Task to complete — When you have gone through the records below, state only how many lines include the word "Cancelled".
-- Opening Marker --
use serde::Deserialize;
use sqlx::FromRow;
use time::{Date, OffsetDateTime};
use uuid::Uuid;

use crate::backend::BackendError;

/// Who a package or booking belongs to. Never both.
#[derive(Debug, Clone, Copy, PartialEq, Eq)]
pub enum Owner {
    Profile(Uuid),
    Child(Uuid),
}

impl Owner {
    fn from_columns(user_id: Option<Uuid>, child_id: Option<Uuid>, what: &str) -> Result<Self, BackendError> {
        match (user_id, child_id) {
            (_, Some(child_id)) => Ok(Owner::Child(child_id)),
            (Some(user_id), None) => Ok(Owner::Profile(user_id)),
            (None, None) => Err(BackendError::Decode(format!("{what} has neither user_id nor child_id"))),
        }
    }
}

/// The acting identity: a parent profile, optionally booking for one of its children.
#[derive(Debug, Clone, Copy, PartialEq, Eq)]
pub struct Identity {
    pub user_id: Uuid,
    pub child_id: Option<Uuid>,
}

impl Identity {
    pub fn parent(user_id: Uuid) -> Self {
        Identity { user_id, child_id: None }
    }

    pub fn child(user_id: Uuid, child_id: Uuid) -> Self {
        Identity { user_id, child_id: Some(child_id) }
    }

    pub fn owner(&self) -> Owner {
        match self.child_id {
            Some(child_id) => Owner::Child(child_id),
            None => Owner::Profile(self.user_id),
        }
    }

    pub fn package_kind(&self) -> PackageKind {
        if self.child_id.is_some() {
            PackageKind::Junior
        } else {
            PackageKind::Adult
        }
    }
}

#[derive(Debug, Clone, PartialEq)]
pub struct Profile {
    pub id: Uuid,
    pub full_name: String,
    pub role: String,
}

#[derive(Debug, Clone, PartialEq)]
pub struct ProfileSummary {
    pub profile: Profile,
    pub child_count: u32,
}

impl ProfileSummary {
    pub fn label(&self) -> String {
        if self.child_count > 0 {
            format!("{} (👨‍👩‍👧 Parent - {} kids)", self.profile.full_name, self.child_count)
        } else {
            format!("{} (👤 Player)", self.profile.full_name)
        }
    }
}

#[derive(Debug, Clone, PartialEq, FromRow)]
pub struct ChildProfile {
    pub id: Uuid,
    pub parent_id: Uuid,
    pub nickname: String,
}

#[derive(Debug, Clone, Copy, PartialEq, Eq)]
pub enum PackageKind {
    Adult,
    Junior,
}

impl PackageKind {
    fn parse(s: &str) -> Result<Self, BackendError> {
        match s {
            "adult" => Ok(PackageKind::Adult),
            "junior" => Ok(PackageKind::Junior),
            other => Err(BackendError::Decode(format!("unknown package type '{other}'"))),
        }
    }
}

#[derive(Debug, Clone, PartialEq)]
pub struct PackageTemplate {
    pub id: i32,
    pub name: String,
    pub kind: PackageKind,
    pub price: f64,
    pub session_count: u32,
    pub days_valid: u32,
    pub extra_session_price: f64,
}

#[derive(Debug, Clone, PartialEq)]
pub struct UserPackage {
    pub id: Uuid,
    pub owner: Owner,
    pub template_name: String,
    pub extra_session_price: f64,
    pub remaining_sessions: u32,
    pub expiry_date: Date,
    pub active: bool,
    pub extra_sessions_purchased: u32,
}

#[derive(Debug, Clone, PartialEq)]
pub struct Class {
    pub id: Uuid,
    pub start_time: OffsetDateTime,
    pub location: String,
    pub max_capacity: u32,
    pub current_bookings: u32,
}

impl Class {
    pub fn is_full(&self) -> bool {
        self.current_bookings >= self.max_capacity
    }
}

#[derive(Debug, Clone, Copy, PartialEq, Eq)]
pub enum BookingStatus {
    Booked,
    /// Position in the class queue, 1 is promoted next.
    Standby(u32),
    Cancelled,
}

impl BookingStatus {
    pub fn as_str(&self) -> &'static str {
        match self {
            BookingStatus::Booked => "booked",
            BookingStatus::Standby(_) => "standby",
            BookingStatus::Cancelled => "cancelled",
        }
    }

    fn parse(status: &str, standby_order: Option<i32>) -> Result<Self, BackendError> {
        match status {
            "booked" => Ok(BookingStatus::Booked),
            "cancelled" => Ok(BookingStatus::Cancelled),
            "standby" => {
                let order = standby_order
                    .ok_or_else(|| BackendError::Decode("standby booking without standby_order".to_string()))?;
                Ok(BookingStatus::Standby(non_negative(order, "standby_order")?))
            }
            other => Err(BackendError::Decode(format!("unknown booking status '{other}'"))),
        }
    }
}

/// A booking joined with its class and, for child bookings, the child's nickname.
#[derive(Debug, Clone, PartialEq)]
pub struct Booking {
    pub id: Uuid,
    pub class_id: Uuid,
    pub owner: Owner,
    pub package_id: Uuid,
    pub status: BookingStatus,
    pub class_date: OffsetDateTime,
    pub location: String,
    pub child_nickname: Option<String>,
}

/// One row of the standby queue, enough to aggregate queue depth per class.
#[derive(Debug, Clone, Copy, PartialEq, FromRow)]
pub struct StandbyEntry {
    pub class_id: Uuid,
    pub class_date: OffsetDateTime,
}

fn non_negative(value: i32, field: &str) -> Result<u32, BackendError> {
    u32::try_from(value).map_err(|_| BackendError::Decode(format!("{field} is negative: {value}")))
}

// Raw rows as they come off the wire. Validated into the records above.

#[derive(Debug, FromRow)]
pub struct ProfileRow {
    pub id: Uuid,
    pub full_name: String,
    pub role: Option<String>,
    pub child_count: i64,
}

impl TryFrom<ProfileRow> for ProfileSummary {
    type Error = BackendError;

    fn try_from(row: ProfileRow) -> Result<Self, Self::Error> {
        let child_count = u32::try_from(row.child_count)
            .map_err(|_| BackendError::Decode(format!("bad child count {}", row.child_count)))?;
        Ok(ProfileSummary {
            profile: Profile {
                id: row.id,
                full_name: row.full_name,
                role: row.role.unwrap_or_else(|| "player".to_string()),
            },
            child_count,
        })
    }
}

#[derive(Debug, FromRow)]
pub struct TemplateRow {
    pub id: i32,
    pub name: String,
    #[sqlx(rename = "type")]
    pub kind: String,
    pub price: f64,
    pub session_count: i32,
    pub days_valid: i32,
    pub extra_session_price: f64,
}

impl TryFrom<TemplateRow> for PackageTemplate {
    type Error = BackendError;

    fn try_from(row: TemplateRow) -> Result<Self, Self::Error> {
        Ok(PackageTemplate {
            id: row.id,
            name: row.name,
            kind: PackageKind::parse(&row.kind)?,
            price: row.price,
            session_count: non_negative(row.session_count, "session_count")?,
            days_valid: non_negative(row.days_valid, "days_valid")?,
            extra_session_price: row.extra_session_price,
        })
    }
}

#[derive(Debug, FromRow)]
pub struct PackageRow {
    pub id: Uuid,
    pub user_id: Option<Uuid>,
    pub child_id: Option<Uuid>,
    pub template_name: String,
    pub extra_session_price: f64,
    pub remaining_sessions: i32,
    pub expiry_date: Date,
    pub status: String,
    pub extra_sessions_purchased: i32,
}

impl TryFrom<PackageRow> for UserPackage {
    type Error = BackendError;

    fn try_from(row: PackageRow) -> Result<Self, Self::Error> {
        Ok(UserPackage {
            id: row.id,
            owner: Owner::from_columns(row.user_id, row.child_id, "user package")?,
            template_name: row.template_name,
            extra_session_price: row.extra_session_price,
            remaining_sessions: non_negative(row.remaining_sessions, "remaining_sessions")?,
            expiry_date: row.expiry_date,
            active: row.status == "active",
            extra_sessions_purchased: non_negative(row.extra_sessions_purchased, "extra_sessions_purchased")?,
        })
    }
}

#[derive(Debug, FromRow)]
pub struct ClassRow {
    pub id: Uuid,
    pub start_time: OffsetDateTime,
    pub location: Option<String>,
    pub max_capacity: i32,
    pub current_bookings: i32,
}

impl TryFrom<ClassRow> for Class {
    type Error = BackendError;

    fn try_from(row: ClassRow) -> Result<Self, Self::Error> {
        Ok(Class {
            id: row.id,
            start_time: row.start_time,
            location: row.location.unwrap_or_default(),
            max_capacity: non_negative(row.max_capacity, "max_capacity")?,
            current_bookings: non_negative(row.current_bookings, "current_bookings")?,
        })
    }
}

#[derive(Debug, FromRow)]
pub struct BookingRow {
    pub id: Uuid,
    pub class_id: Uuid,
    pub user_id: Option<Uuid>,
    pub child_id: Option<Uuid>,
    pub package_id: Uuid,
    pub status: String,
    pub standby_order: Option<i32>,
    pub class_date: OffsetDateTime,
    pub location: Option<String>,
    pub child_nickname: Option<String>,
}

impl TryFrom<BookingRow> for Booking {
    type Error = BackendError;

    fn try_from(row: BookingRow) -> Result<Self, Self::Error> {
        Ok(Booking {
            id: row.id,
            class_id: row.class_id,
            owner: Owner::from_columns(row.user_id, row.child_id, "booking")?,
            package_id: row.package_id,
            status: BookingStatus::parse(&row.status, row.standby_order)?,
            class_date: row.class_date,
            location: row.location.unwrap_or_default(),
            child_nickname: row.child_nickname,
        })
    }
}

// Stored procedure replies.

/// JSON returned by every procedure: `{success, status?, queue_position?, message?}`.
#[derive(Debug, Clone, Default, Deserialize)]
pub struct RpcReply {
    pub success: bool,
    pub status: Option<String>,
    pub queue_position: Option<i64>,
    pub message: Option<String>,
}

#[derive(Debug, Clone, PartialEq, Eq)]
pub enum BookOutcome {
    Booked,
    Standby { queue_position: Option<u32> },
    Rejected(String),
}

#[derive(Debug, Clone, PartialEq, Eq)]
pub enum RpcOutcome {
    Done,
    Rejected(String),
}

const GENERIC_REJECTION: &str = "The request was rejected";

impl TryFrom<RpcReply> for BookOutcome {
    type Error = BackendError;

    fn try_from(reply: RpcReply) -> Result<Self, Self::Error> {
        if !reply.success {
            return Ok(BookOutcome::Rejected(reply.message.unwrap_or_else(|| GENERIC_REJECTION.to_string())));
        }
        match reply.status.as_deref() {
            None | Some("booked") => Ok(BookOutcome::Booked),
            Some("standby") => {
                let queue_position = reply
                    .queue_position
                    .map(|p| u32::try_from(p).map_err(|_| BackendError::Decode(format!("bad queue_position {p}"))))
                    .transpose()?;
                Ok(BookOutcome::Standby { queue_position })
            }
            Some(other) => Err(BackendError::Decode(format!("book_class returned status '{other}'"))),
        }
    }
}

impl From<RpcReply> for RpcOutcome {
    fn from(reply: RpcReply) -> Self {
        if reply.success {
            RpcOutcome::Done
        } else {
            RpcOutcome::Rejected(reply.message.unwrap_or_else(|| GENERIC_REJECTION.to_string()))
        }
    }
}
-- Closing Marker --
Task solution — 3